• **What needs to be done**
Set down exactly the lines below between the line holding "-> Result<u32, CliError>" and the line holding "let body = PageBody::Storage(resolved);", inclusive; no other line belongs in the answer.

• **Dataset records**
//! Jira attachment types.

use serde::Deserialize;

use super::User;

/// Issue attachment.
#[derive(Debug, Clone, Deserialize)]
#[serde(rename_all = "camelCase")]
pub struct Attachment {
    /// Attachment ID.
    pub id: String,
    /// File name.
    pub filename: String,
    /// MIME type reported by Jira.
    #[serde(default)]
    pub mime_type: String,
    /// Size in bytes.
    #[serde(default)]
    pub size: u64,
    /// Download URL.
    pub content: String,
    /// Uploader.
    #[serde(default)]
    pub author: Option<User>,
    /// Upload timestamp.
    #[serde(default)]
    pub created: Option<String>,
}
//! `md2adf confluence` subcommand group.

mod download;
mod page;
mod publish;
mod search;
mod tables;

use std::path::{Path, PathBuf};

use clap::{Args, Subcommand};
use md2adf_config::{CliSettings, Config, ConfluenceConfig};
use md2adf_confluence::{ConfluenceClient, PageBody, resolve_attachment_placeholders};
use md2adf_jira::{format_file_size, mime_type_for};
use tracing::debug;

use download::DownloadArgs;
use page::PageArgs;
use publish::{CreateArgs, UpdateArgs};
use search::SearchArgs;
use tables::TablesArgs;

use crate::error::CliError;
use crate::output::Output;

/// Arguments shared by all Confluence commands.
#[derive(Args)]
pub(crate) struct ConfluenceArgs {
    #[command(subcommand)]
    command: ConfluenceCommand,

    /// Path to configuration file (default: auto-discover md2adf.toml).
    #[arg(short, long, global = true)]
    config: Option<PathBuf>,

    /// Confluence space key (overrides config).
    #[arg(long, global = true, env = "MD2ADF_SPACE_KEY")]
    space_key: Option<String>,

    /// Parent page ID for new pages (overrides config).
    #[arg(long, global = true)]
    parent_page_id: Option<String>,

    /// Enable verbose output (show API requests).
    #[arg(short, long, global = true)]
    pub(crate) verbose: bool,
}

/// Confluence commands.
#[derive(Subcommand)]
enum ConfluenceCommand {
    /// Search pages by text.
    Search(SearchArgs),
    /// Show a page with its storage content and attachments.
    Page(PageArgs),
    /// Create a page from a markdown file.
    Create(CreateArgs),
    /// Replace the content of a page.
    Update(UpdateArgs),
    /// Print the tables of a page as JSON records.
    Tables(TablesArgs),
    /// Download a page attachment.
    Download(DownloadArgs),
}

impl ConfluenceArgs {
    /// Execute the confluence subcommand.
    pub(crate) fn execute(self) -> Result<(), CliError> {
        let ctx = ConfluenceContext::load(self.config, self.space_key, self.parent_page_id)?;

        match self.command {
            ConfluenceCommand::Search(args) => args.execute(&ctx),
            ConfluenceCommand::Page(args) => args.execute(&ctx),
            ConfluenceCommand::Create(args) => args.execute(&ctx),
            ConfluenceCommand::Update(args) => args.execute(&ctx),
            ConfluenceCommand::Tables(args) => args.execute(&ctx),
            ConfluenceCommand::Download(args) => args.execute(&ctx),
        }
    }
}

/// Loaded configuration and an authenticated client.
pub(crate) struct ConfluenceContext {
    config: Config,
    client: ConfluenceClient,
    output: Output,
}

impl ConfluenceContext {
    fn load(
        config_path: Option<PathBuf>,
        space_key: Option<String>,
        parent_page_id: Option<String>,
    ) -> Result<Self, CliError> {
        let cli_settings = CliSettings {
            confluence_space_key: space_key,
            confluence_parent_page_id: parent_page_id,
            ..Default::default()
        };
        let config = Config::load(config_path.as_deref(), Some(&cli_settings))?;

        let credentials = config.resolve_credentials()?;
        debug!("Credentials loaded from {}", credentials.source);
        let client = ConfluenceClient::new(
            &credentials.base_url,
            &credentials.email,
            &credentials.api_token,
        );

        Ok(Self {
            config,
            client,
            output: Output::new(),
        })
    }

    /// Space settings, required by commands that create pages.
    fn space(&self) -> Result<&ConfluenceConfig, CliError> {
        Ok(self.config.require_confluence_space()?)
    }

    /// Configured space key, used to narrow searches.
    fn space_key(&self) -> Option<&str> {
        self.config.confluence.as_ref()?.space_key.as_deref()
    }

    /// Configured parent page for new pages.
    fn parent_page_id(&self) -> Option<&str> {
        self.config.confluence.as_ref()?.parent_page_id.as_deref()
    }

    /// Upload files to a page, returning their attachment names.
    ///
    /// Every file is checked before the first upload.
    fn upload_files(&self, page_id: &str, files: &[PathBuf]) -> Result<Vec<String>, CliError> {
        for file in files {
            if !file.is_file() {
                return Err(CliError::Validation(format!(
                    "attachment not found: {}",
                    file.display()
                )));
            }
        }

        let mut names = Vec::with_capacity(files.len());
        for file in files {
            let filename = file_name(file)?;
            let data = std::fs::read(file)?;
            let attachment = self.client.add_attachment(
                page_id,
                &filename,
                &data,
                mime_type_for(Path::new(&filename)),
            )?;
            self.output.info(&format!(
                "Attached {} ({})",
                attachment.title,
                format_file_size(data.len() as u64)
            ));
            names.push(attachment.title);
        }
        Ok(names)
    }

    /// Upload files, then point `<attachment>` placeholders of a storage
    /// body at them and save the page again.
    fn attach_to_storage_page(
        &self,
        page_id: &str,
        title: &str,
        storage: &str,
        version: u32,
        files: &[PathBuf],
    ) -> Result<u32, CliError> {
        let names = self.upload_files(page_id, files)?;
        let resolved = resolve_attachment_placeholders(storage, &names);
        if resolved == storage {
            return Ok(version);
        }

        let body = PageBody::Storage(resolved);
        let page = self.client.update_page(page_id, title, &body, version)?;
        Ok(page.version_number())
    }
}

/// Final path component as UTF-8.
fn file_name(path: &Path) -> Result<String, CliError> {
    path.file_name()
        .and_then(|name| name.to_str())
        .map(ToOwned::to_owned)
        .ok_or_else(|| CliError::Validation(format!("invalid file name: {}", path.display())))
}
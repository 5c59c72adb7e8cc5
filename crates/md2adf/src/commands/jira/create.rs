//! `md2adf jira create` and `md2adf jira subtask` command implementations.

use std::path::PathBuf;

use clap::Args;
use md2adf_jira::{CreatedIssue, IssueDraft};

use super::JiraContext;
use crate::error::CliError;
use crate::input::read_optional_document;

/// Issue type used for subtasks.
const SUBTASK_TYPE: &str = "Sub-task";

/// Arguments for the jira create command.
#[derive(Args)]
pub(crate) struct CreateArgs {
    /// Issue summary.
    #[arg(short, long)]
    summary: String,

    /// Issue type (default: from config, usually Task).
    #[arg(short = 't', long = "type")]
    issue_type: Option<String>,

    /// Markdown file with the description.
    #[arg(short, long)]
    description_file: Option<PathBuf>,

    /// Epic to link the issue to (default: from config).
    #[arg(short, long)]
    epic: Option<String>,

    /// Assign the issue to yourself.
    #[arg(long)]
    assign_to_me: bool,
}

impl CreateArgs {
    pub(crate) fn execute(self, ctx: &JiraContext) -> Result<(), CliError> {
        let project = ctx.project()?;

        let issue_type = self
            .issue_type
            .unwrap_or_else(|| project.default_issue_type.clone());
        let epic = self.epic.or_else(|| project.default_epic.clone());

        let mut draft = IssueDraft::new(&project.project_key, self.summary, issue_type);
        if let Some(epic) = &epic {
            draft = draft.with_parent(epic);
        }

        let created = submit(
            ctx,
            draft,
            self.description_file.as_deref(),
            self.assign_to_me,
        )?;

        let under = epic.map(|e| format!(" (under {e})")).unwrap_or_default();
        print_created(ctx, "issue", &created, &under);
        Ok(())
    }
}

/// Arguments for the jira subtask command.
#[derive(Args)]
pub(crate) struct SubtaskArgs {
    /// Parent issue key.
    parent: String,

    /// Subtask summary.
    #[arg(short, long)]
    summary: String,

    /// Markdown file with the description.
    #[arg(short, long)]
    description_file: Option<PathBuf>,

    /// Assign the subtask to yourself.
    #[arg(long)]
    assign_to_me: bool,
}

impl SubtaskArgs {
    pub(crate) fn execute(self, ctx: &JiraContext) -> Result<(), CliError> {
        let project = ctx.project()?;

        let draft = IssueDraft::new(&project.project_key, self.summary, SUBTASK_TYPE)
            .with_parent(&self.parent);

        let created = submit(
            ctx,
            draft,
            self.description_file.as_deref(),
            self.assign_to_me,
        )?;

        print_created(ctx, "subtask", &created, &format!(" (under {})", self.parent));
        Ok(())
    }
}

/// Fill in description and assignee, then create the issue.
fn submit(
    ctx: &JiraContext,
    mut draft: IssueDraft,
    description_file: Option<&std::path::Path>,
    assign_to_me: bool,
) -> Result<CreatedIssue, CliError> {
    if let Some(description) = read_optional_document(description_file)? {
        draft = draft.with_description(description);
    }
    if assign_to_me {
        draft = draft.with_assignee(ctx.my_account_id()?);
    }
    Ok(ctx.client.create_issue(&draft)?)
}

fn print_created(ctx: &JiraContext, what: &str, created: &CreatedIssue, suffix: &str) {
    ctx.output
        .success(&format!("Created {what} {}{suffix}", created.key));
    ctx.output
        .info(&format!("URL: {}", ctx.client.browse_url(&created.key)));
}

• **Solution to this exercise**
    ) -> Result<u32, CliError> {
        let names = self.upload_files(page_id, files)?;
        let resolved = resolve_attachment_placeholders(storage, &names);
        if resolved == storage {
            return Ok(version);
        }

        let body = PageBody::Storage(resolved);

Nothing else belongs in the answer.